• Work order
Please copy out all lines of the entries that contain the word "const".

• Extracted records
· · · · · · ·
// file: src/utils/telemetry.rs
// description: timing of remote calls for diagnostics
// reference: operation timing with tracing

use std::time::{Duration, Instant};
use tracing::{debug, warn};

/// Operation timer for remote call tracking
pub struct OperationTimer {
    operation: String,
    start: Instant,
}

impl OperationTimer {
    pub fn new(operation: &str) -> Self {
        debug!("Starting operation: {}", operation);
        Self {
            operation: operation.to_string(),
            start: Instant::now(),
        }
    }

    pub fn elapsed(&self) -> Duration {
        self.start.elapsed()
    }

    pub fn finish_with_count(self, count: usize) -> Duration {
        let elapsed = self.elapsed();
        debug!(
            "Completed operation: {} - {} items in {:.2}s",
            self.operation,
            count,
            elapsed.as_secs_f64()
        );
        elapsed
    }

    pub fn warn_if_slow(&self, threshold: Duration) {
        let elapsed = self.elapsed();
        if elapsed > threshold {
            warn!(
                "Slow operation [{}]: took {:.2}s (threshold: {:.2}s)",
                self.operation,
                elapsed.as_secs_f64(),
                threshold.as_secs_f64()
            );
        }
    }
}
// file: src/store/repository_store.rs
// description: baseline and working repository sequences with dirty tracking
// reference: in-memory edit session model

use crate::error::{Result, SyncError};
use crate::models::{ChangeSet, RepositoryInfo};
use std::collections::HashSet;
use std::sync::Arc;
use std::sync::atomic::{AtomicBool, Ordering};
use tracing::debug;

/// Edit session for one connection. Owned by a single caller; not meant for
/// concurrent mutation.
#[derive(Debug)]
pub struct RepositoryStore {
    connection_id: String,
    baseline: Vec<RepositoryInfo>,
    working: Vec<RepositoryInfo>,
    submitting: Arc<AtomicBool>,
    committed: Arc<AtomicBool>,
}

impl RepositoryStore {
    pub fn new(connection_id: impl Into<String>) -> Self {
        Self {
            connection_id: connection_id.into(),
            baseline: Vec::new(),
            working: Vec::new(),
            submitting: Arc::new(AtomicBool::new(false)),
            committed: Arc::new(AtomicBool::new(false)),
        }
    }

    pub fn connection_id(&self) -> &str {
        &self.connection_id
    }

    /// Replaces the baseline and resets the working sequence to a copy of it.
    pub fn load(&mut self, baseline: Vec<RepositoryInfo>) -> Result<()> {
        if self.is_submitting() {
            return Err(SyncError::InvalidState(format!(
                "cannot reload repositories for {} while an update is in flight",
                self.connection_id
            )));
        }

        let mut seen = HashSet::new();
        if let Some(dup) = baseline.iter().find(|r| !seen.insert(r.url.as_str())) {
            return Err(SyncError::DuplicateEntry {
                url: dup.url.clone(),
            });
        }

        debug!(
            "Loaded {} repositories for connection {}",
            baseline.len(),
            self.connection_id
        );
        self.working = baseline.clone();
        self.baseline = baseline;
        self.committed.store(false, Ordering::SeqCst);
        Ok(())
    }

    pub fn add(&mut self, entry: RepositoryInfo) -> Result<()> {
        if self.position(&entry.url).is_some() {
            return Err(SyncError::DuplicateEntry { url: entry.url });
        }
        self.working.push(entry);
        Ok(())
    }

    pub fn remove(&mut self, url: &str) -> Result<RepositoryInfo> {
        let index = self.position(url).ok_or_else(|| SyncError::NotFound {
            url: url.to_string(),
        })?;

        if self.working[index].is_protected {
            return Err(SyncError::ProtectedEntry {
                url: url.to_string(),
            });
        }

        Ok(self.working.remove(index))
    }

    pub fn set_enabled(&mut self, url: &str, enabled: bool) -> Result<()> {
        let index = self.position(url).ok_or_else(|| SyncError::NotFound {
            url: url.to_string(),
        })?;
        self.working[index].enabled = enabled;
        Ok(())
    }

    pub fn diff(&self) -> ChangeSet {
        ChangeSet::between(&self.baseline, &self.working)
    }

    pub fn has_changes(&self) -> bool {
        !self.diff().is_empty()
    }

    pub fn baseline(&self) -> &[RepositoryInfo] {
        &self.baseline
    }

    pub fn working(&self) -> &[RepositoryInfo] {
        &self.working
    }

    pub fn is_submitting(&self) -> bool {
        self.submitting.load(Ordering::SeqCst)
    }

    /// True once this session's changes were applied remotely. A committed
    /// session must be reloaded before it can be committed again.
    pub fn is_committed(&self) -> bool {
        self.committed.load(Ordering::SeqCst)
    }

    pub(crate) fn submission_flag(&self) -> Arc<AtomicBool> {
        Arc::clone(&self.submitting)
    }

    pub(crate) fn commit_flag(&self) -> Arc<AtomicBool> {
        Arc::clone(&self.committed)
    }

    fn position(&self, url: &str) -> Option<usize> {
        self.working.iter().position(|r| r.url == url)
    }
}

#[cfg(test)]
mod tests {
    use super::*;
    use pretty_assertions::assert_eq;

    fn scenario_store() -> RepositoryStore {
        let mut store = RepositoryStore::new("local");
        store
            .load(vec![
                RepositoryInfo::new("a", "A").with_enabled(true),
                RepositoryInfo::new("b", "B").with_enabled(false).protected(),
            ])
            .unwrap();
        store
    }

    #[test]
    fn test_fresh_load_has_no_changes() {
        let store = scenario_store();
        assert!(store.diff().is_empty());
        assert!(!store.has_changes());
        assert_eq!(store.working(), store.baseline());
    }

    #[test]
    fn test_toggle_and_add_scenario() {
        let mut store = scenario_store();
        store.set_enabled("b", true).unwrap();
        let c = RepositoryInfo::new("c", "C").with_enabled(true);
        store.add(c.clone()).unwrap();

        let diff = store.diff();
        assert_eq!(
            diff.toggles,
            vec![crate::models::RepositoryToggle {
                url: "b".into(),
                enabled: true
            }]
        );
        assert_eq!(diff.additions, vec![c]);
        assert!(diff.removals.is_empty());
    }

    #[test]
    fn test_add_rejects_duplicate_url() {
        let mut store = scenario_store();
        let err = store.add(RepositoryInfo::new("a", "Other")).unwrap_err();
        assert!(matches!(err, SyncError::DuplicateEntry { url } if url == "a"));
        assert_eq!(store.working().len(), 2);
    }

    #[test]
    fn test_add_then_remove_restores_working() {
        let mut store = scenario_store();
        let before = store.working().to_vec();

        store.add(RepositoryInfo::new("z", "Z")).unwrap();
        store.remove("z").unwrap();

        assert_eq!(store.working(), before.as_slice());
        assert!(!store.has_changes());
    }

    #[test]
    fn test_remove_protected_fails_and_leaves_working_untouched() {
        let mut store = scenario_store();
        let before = store.working().to_vec();

        let err = store.remove("b").unwrap_err();
        assert!(matches!(err, SyncError::ProtectedEntry { url } if url == "b"));
        assert_eq!(store.working(), before.as_slice());
    }

    #[test]
    fn test_remove_and_toggle_unknown_url() {
        let mut store = scenario_store();
        assert!(matches!(
            store.remove("missing"),
            Err(SyncError::NotFound { .. })
        ));
        assert!(matches!(
            store.set_enabled("missing", true),
            Err(SyncError::NotFound { .. })
        ));
    }

    #[test]
    fn test_remove_unprotected_is_a_removal() {
        let mut store = scenario_store();
        let removed = store.remove("a").unwrap();
        assert_eq!(store.diff().removals, vec![removed]);
    }

    #[test]
    fn test_diff_is_idempotent() {
        let mut store = scenario_store();
        store.set_enabled("a", false).unwrap();
        assert_eq!(store.diff(), store.diff());
    }

    #[test]
    fn test_toggle_back_is_not_a_change() {
        let mut store = scenario_store();
        store.set_enabled("a", false).unwrap();
        store.set_enabled("a", true).unwrap();
        assert!(!store.has_changes());
    }

    #[test]
    fn test_load_resets_working_copy() {
        let mut store = scenario_store();
        store.add(RepositoryInfo::new("c", "C")).unwrap();

        store.load(vec![RepositoryInfo::new("x", "X")]).unwrap();
        assert_eq!(store.working().len(), 1);
        assert!(store.working().iter().all(|r| r.url != "c"));
        assert!(!store.has_changes());
    }

    #[test]
    fn test_load_clears_committed_flag() {
        let mut store = scenario_store();
        store.commit_flag().store(true, Ordering::SeqCst);
        assert!(store.is_committed());

        store.load(vec![RepositoryInfo::new("x", "X")]).unwrap();
        assert!(!store.is_committed());
    }

    #[test]
    fn test_load_rejects_duplicate_baseline() {
        let mut store = RepositoryStore::new("local");
        let err = store
            .load(vec![RepositoryInfo::new("a", "A"), RepositoryInfo::new("a", "B")])
            .unwrap_err();
        assert!(matches!(err, SyncError::DuplicateEntry { .. }));
        assert!(store.baseline().is_empty());
    }

    #[test]
    fn test_load_rejected_while_submitting() {
        let mut store = scenario_store();
        store.submission_flag().store(true, Ordering::SeqCst);

        let err = store.load(vec![]).unwrap_err();
        assert!(matches!(err, SyncError::InvalidState(_)));
        assert_eq!(store.baseline().len(), 2);
    }
}
// file: src/utils/logging.rs
// description: tracing setup and terminal rendering of template sources and sync results
// reference: https://docs.rs/tracing-subscriber

use crate::error::SyncError;
use crate::models::{ChangeSet, RepositoryInfo};
use crate::sync::SubmitOutcome;
use crate::utils::Validator;
use colored::*;
use tracing_subscriber::{EnvFilter, fmt, prelude::*};

/// Filter directives read before `RUST_LOG`.
pub const LOG_ENV: &str = "TEMPLATE_SYNC_LOG";

const DESCRIPTION_WIDTH: usize = 72;

fn log_filter(verbose: bool) -> EnvFilter {
    let fallback = if verbose {
        "template_sync=debug,info"
    } else {
        "template_sync=info,warn"
    };

    EnvFilter::try_from_env(LOG_ENV)
        .or_else(|_| EnvFilter::try_from_default_env())
        .unwrap_or_else(|_| EnvFilter::new(fallback))
}

/// Logs go to stderr so listings on stdout stay scriptable.
pub fn init_logger(colored_output: bool, verbose: bool) {
    let fmt_layer = fmt::layer()
        .with_target(verbose)
        .with_file(verbose)
        .with_line_number(verbose)
        .compact()
        .with_ansi(colored_output)
        .with_writer(std::io::stderr);

    tracing_subscriber::registry()
        .with(log_filter(verbose))
        .with(fmt_layer)
        .init();
}

/// One listing entry: state, display name, protection marker, then the url
/// and a truncated description on indented lines.
pub fn format_repository(repo: &RepositoryInfo) -> String {
    let state = if repo.enabled {
        "enabled ".green()
    } else {
        "disabled".dimmed()
    };
    let mut line = format!("{} {}", state, repo.display_name().bold());
    if repo.is_protected {
        line.push_str(&format!(" {}", "[protected]".yellow()));
    }
    line.push_str(&format!("\n         {}", repo.url.cyan()));
    if !repo.description.is_empty() {
        line.push_str(&format!(
            "\n         {}",
            Validator::truncate_text(&repo.description, DESCRIPTION_WIDTH)
        ));
    }
    line
}

pub fn format_outcome(connection_id: &str, outcome: &SubmitOutcome) -> String {
    match outcome {
        SubmitOutcome::NoChanges => format!("{} No changes to submit", "ℹ".blue().bold()),
        SubmitOutcome::Applied {
            additions,
            removals,
            toggles,
        } => format!(
            "{} {}",
            "✓".green().bold(),
            format!(
                "Template sources updated for {}: {} added, {} removed, {} toggled",
                connection_id, additions, removals, toggles
            )
            .as_str()
            .green()
        ),
    }
}

/// Local edit violations are reported as rejected edits, everything else as
/// a failed sync.
pub fn format_failure(err: &SyncError) -> String {
    let label = if err.is_local() {
        "Edit rejected"
    } else {
        "Sync failed"
    };
    format!("{} {}: {}", "✗".red().bold(), label.red().bold(), err)
}

pub fn format_pending(changes: &ChangeSet) -> String {
    format!(
        "{} {}",
        "⚠".yellow().bold(),
        format!("Pending edits: {}", changes.summary())
            .as_str()
            .yellow()
    )
}

pub fn format_empty_listing(connection_id: &str) -> String {
    format!(
        "{} No template sources configured for {}",
        "ℹ".blue().bold(),
        connection_id
    )
}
· · · · · · ·
• Solution to this task
pub const LOG_ENV: &str = "TEMPLATE_SYNC_LOG";
const DESCRIPTION_WIDTH: usize = 72;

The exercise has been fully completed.